YOUR ASSIGNMENT ▸
Each line below that contains "running" should be counted; give the total alone.

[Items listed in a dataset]
◇ ◇ ◇ ◇ ◇ ◇ ◇

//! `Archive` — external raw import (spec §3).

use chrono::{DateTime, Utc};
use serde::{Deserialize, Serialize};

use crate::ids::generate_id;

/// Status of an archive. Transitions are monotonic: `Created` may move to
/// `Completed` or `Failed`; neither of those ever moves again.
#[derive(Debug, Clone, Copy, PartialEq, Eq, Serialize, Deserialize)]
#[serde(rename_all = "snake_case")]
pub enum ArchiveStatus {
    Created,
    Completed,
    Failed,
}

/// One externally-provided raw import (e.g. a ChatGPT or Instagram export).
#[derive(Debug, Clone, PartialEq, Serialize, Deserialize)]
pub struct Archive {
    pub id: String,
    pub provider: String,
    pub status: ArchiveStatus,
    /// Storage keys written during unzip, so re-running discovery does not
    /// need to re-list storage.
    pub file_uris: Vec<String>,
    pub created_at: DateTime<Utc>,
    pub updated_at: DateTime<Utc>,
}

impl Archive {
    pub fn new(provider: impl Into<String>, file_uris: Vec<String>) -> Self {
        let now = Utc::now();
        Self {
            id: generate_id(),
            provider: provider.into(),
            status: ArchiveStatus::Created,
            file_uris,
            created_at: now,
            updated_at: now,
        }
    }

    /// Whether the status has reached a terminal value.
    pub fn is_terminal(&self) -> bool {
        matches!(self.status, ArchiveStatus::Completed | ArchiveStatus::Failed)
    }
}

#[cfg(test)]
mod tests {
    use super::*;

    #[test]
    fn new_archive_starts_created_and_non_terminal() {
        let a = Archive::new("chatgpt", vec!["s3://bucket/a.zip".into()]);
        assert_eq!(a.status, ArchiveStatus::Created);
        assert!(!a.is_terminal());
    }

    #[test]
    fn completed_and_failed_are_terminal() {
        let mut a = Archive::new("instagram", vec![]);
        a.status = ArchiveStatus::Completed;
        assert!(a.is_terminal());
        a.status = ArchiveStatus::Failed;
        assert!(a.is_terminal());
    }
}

◇ ◇ ◇ ◇ ◇ ◇ ◇

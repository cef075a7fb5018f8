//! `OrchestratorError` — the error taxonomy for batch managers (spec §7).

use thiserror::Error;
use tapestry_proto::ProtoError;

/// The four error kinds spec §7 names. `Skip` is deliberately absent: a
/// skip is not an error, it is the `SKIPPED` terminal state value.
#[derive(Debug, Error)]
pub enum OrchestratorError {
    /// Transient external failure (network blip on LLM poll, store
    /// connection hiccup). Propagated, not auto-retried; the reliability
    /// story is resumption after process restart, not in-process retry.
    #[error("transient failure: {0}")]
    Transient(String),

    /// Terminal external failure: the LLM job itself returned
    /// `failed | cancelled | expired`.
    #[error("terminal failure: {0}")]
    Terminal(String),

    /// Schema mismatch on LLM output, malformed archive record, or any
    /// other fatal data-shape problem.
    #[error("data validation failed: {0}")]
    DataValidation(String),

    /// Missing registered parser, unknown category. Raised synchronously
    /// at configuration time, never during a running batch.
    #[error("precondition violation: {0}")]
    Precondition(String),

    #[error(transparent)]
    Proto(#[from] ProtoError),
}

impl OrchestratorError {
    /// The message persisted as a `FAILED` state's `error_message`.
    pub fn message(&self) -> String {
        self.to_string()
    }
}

◇ ◇ ◇ ◇ ◇ ◇ ◇

RESULT ▸
2